Dans cette étude, la question centrale à laquelle nous allons tenter de répondre est la suivante : comment le cinéma accomplit-il une fonction de communication sociale qui dépasse la simple réception esthétique, pour devenir un discours actif dans la production, la transmission et la déconstruction du sens collectif ? C’est une question où se croisent le théorique et le symbolique, et où l’analyse du discours cinématographique s’entrelace avec les modes de réception du public, dans le contexte des profondes transformations du paysage médiatique et culturel. Le cinéma n’est plus simplement le « miroir de la société » au sens traditionnel, il est devenu un outil d’expression, un média de codage et un canal de reproduction du sens.

L’importance de ce sujet réside dans la combinaison de deux approches rarement réunies dans une même étude : l’approche de la communication de masse, qui considère le film comme un moyen de communication comprenant un émetteur, un message et un récepteur ; et l’approche du discours cinématographique, qui lit le film comme une structure symbolique chargée de significations culturelles et sociales. Dans un contexte marqué par le recul de la centralité de la télévision et l’essor des plateformes numériques, le cinéma – que ce soit dans les salles ou en streaming – retrouve une capacité renouvelée à influencer les représentations et les consciences, accomplissant des fonctions qui dépassent le simple plaisir esthétique pour interroger le soi et la réalité. Ainsi se précise la problématique de cette étude à travers cette question essentielle : comment le cinéma accomplit-il une fonction de communication sociale, en produisant des messages culturels codés, relus et interprétés par un public diversifié, au sein d’un processus interprétatif ouvert?

Problématique de la recherche

Cette étude vise à analyser les frontières entre l’expression esthétique du cinéma et sa fonction communicationnelle, à partir d’une interrogation centrale : peut-on considérer le cinéma comme une forme de discours social influent, et non simplement comme un art visuel ?

Méthodologie adoptée

La recherche repose sur une approche analytique-descriptive, soutenue par une double lecture sémiologique et sociologique.
Sur le plan théorique, elle s’appuie sur l’analyse des concepts fondateurs des théories de la communication de masse, en les articulant aux fonctions du cinéma au sein de ce dispositif, à travers les travaux d’André Bazin, de Stuart Hall, de Robert Stam et d’Umberto Eco.

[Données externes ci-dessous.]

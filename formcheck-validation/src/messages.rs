//! Rule failure messages
//!
//! Every rule kind has one message template per catalog. Templates may use
//! `{field}` for the field name and `{arg}` for the rule argument. A catalog
//! is built for a single [`Locale`], so messages never mix languages.

use crate::{RuleKind, SchemaError};
use serde::{Deserialize, Serialize};
use std::collections::HashMap;
use std::fmt;
use std::str::FromStr;

const ENGLISH: [(RuleKind, &str); 14] = [
    (RuleKind::Required, "This field is required"),
    (RuleKind::Alphabetic, "This field only allows alphabetic characters"),
    (RuleKind::Alphanumeric, "This field only allows alphanumeric characters"),
    (RuleKind::Email, "Please enter a valid email"),
    (RuleKind::IntNumber, "This field only allows integers"),
    (RuleKind::EqualTo, "This field must be equal to {arg}"),
    (RuleKind::ExactLength, "This field must be exactly {arg} characters in length"),
    (RuleKind::GreaterThan, "This field must be greater than {arg}"),
    (RuleKind::LessThan, "This field must be less than {arg}"),
    (RuleKind::MinLength, "This field must be at least {arg} characters in length"),
    (RuleKind::MaxLength, "This field must be at most {arg} characters in length"),
    (RuleKind::Name, "Please enter a valid name"),
    (RuleKind::SpanishDni, "Please enter a valid DNI"),
    (RuleKind::Username, "This field only allows letters, digits, underscores and hyphens"),
];

const SPANISH: [(RuleKind, &str); 14] = [
    (RuleKind::Required, "Este campo es obligatorio"),
    (RuleKind::Alphabetic, "Este campo solo admite caracteres alfabéticos"),
    (RuleKind::Alphanumeric, "Este campo solo admite caracteres alfanuméricos"),
    (RuleKind::Email, "Introduce un email válido"),
    (RuleKind::IntNumber, "Este campo solo admite números enteros"),
    (RuleKind::EqualTo, "Este campo debe ser igual a {arg}"),
    (RuleKind::ExactLength, "Este campo debe tener exactamente {arg} caracteres"),
    (RuleKind::GreaterThan, "Este campo debe ser mayor que {arg}"),
    (RuleKind::LessThan, "Este campo debe ser menor que {arg}"),
    (RuleKind::MinLength, "Este campo debe tener al menos {arg} caracteres"),
    (RuleKind::MaxLength, "Este campo debe tener como máximo {arg} caracteres"),
    (RuleKind::Name, "Introduce un nombre válido"),
    (RuleKind::SpanishDni, "Introduce un DNI válido"),
    (RuleKind::Username, "Este campo solo admite letras, números, guiones y guiones bajos"),
];

/// Language of a message catalog.
#[derive(Debug, Clone, Copy, PartialEq, Eq, Hash, Default, Serialize, Deserialize)]
#[serde(try_from = "String", into = "String")]
pub enum Locale {
    /// English (default)
    #[default]
    En,
    /// Spanish
    Es,
}

impl Locale {
    /// Language tag
    pub fn tag(&self) -> &'static str {
        match self {
            Locale::En => "en",
            Locale::Es => "es",
        }
    }
}

impl FromStr for Locale {
    type Err = SchemaError;

    /// Accepts `en`, `es` and regional variants such as `es-ES` or `en_US`.
    fn from_str(s: &str) -> Result<Self, Self::Err> {
        let language = s
            .split(['-', '_'])
            .next()
            .unwrap_or_default()
            .to_ascii_lowercase();

        match language.as_str() {
            "en" => Ok(Locale::En),
            "es" => Ok(Locale::Es),
            _ => Err(SchemaError::InvalidLocale(s.to_string())),
        }
    }
}

impl TryFrom<String> for Locale {
    type Error = SchemaError;

    fn try_from(value: String) -> Result<Self, Self::Error> {
        value.parse()
    }
}

impl From<Locale> for String {
    fn from(locale: Locale) -> Self {
        locale.tag().to_string()
    }
}

impl fmt::Display for Locale {
    fn fmt(&self, f: &mut fmt::Formatter<'_>) -> fmt::Result {
        f.write_str(self.tag())
    }
}

/// Message templates for every rule kind, in one locale.
#[derive(Debug, Clone, PartialEq, Eq)]
pub struct MessageCatalog {
    locale: Locale,
    templates: HashMap<RuleKind, String>,
}

impl MessageCatalog {
    /// Built-in catalog for a locale.
    pub fn for_locale(locale: Locale) -> Self {
        let builtin = match locale {
            Locale::En => &ENGLISH,
            Locale::Es => &SPANISH,
        };

        Self {
            locale,
            templates: builtin
                .iter()
                .map(|(kind, template)| (*kind, (*template).to_string()))
                .collect(),
        }
    }

    /// Built-in English catalog.
    pub fn english() -> Self {
        Self::for_locale(Locale::En)
    }

    /// Built-in Spanish catalog.
    pub fn spanish() -> Self {
        Self::for_locale(Locale::Es)
    }

    /// Replace the template for one rule.
    pub fn with_template(mut self, kind: RuleKind, template: impl Into<String>) -> Self {
        self.templates.insert(kind, template.into());
        self
    }

    /// Apply overrides from a JSON object keyed by rule name.
    ///
    /// ```
    /// use formcheck_validation::{MessageCatalog, RuleKind};
    ///
    /// let catalog = MessageCatalog::english()
    ///     .merge_json(r#"{"required": "{field} cannot be blank"}"#)
    ///     .unwrap();
    /// assert_eq!(catalog.render(RuleKind::Required, "email", None), "email cannot be blank");
    /// ```
    pub fn merge_json(self, json: &str) -> Result<Self, SchemaError> {
        let overrides: HashMap<String, String> = serde_json::from_str(json)?;
        self.merge(overrides)
    }

    /// Apply overrides keyed by rule name.
    pub fn merge<I, K, V>(mut self, overrides: I) -> Result<Self, SchemaError>
    where
        I: IntoIterator<Item = (K, V)>,
        K: AsRef<str>,
        V: Into<String>,
    {
        for (key, template) in overrides {
            let key = key.as_ref();
            let kind = RuleKind::from_name(key)
                .ok_or_else(|| SchemaError::UnknownMessageKey(key.to_string()))?;
            self.templates.insert(kind, template.into());
        }
        Ok(self)
    }

    /// Locale of the built-in messages.
    pub fn locale(&self) -> Locale {
        self.locale
    }

    /// Raw template for a rule.
    pub fn template(&self, kind: RuleKind) -> &str {
        self.templates.get(&kind).map(String::as_str).unwrap_or_default()
    }

    /// Render the message for a failed rule.
    ///
    /// `{field}` and `{arg}` are substituted in one pass, so text spliced in
    /// for one placeholder is never rescanned for the other.
    pub fn render(&self, kind: RuleKind, field: &str, arg: Option<&str>) -> String {
        let mut rest = self.template(kind);
        let mut message = String::with_capacity(rest.len() + field.len());

        while let Some(start) = rest.find('{') {
            message.push_str(&rest[..start]);
            let tail = &rest[start..];

            if let Some(after) = tail.strip_prefix("{field}") {
                message.push_str(field);
                rest = after;
            } else if let (Some(after), Some(arg)) = (tail.strip_prefix("{arg}"), arg) {
                message.push_str(arg);
                rest = after;
            } else {
                message.push('{');
                rest = &tail[1..];
            }
        }

        message.push_str(rest);
        message
    }
}

impl Default for MessageCatalog {
    fn default() -> Self {
        Self::english()
    }
}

Sur le plan appliqué, l’étude mobilise un corpus de films arabes et internationaux, analysés en tant que discours communicationnels à travers leurs composantes visuelles, verbales et symboliques, tout en examinant la relation entre le discours cinématographique et sa réception par le public.

Objectif de l’étude

Cette étude a pour objectif de mettre en lumière les mécanismes qui font du cinéma un vecteur actif de production de sens social et de formation de la conscience collective, en explorant le lien entre l’image cinématographique et les contextes culturels de réception.

Importance de l’étude

L’importance de cette recherche réside dans la nécessité de mieux comprendre le rôle que joue le cinéma dans les sociétés contemporaines, à l’heure de l’essor des plateformes numériques et de la mutation des modes de réception, ce qui impose de repenser la nature du langage visuel et son efficacité communicationnelle.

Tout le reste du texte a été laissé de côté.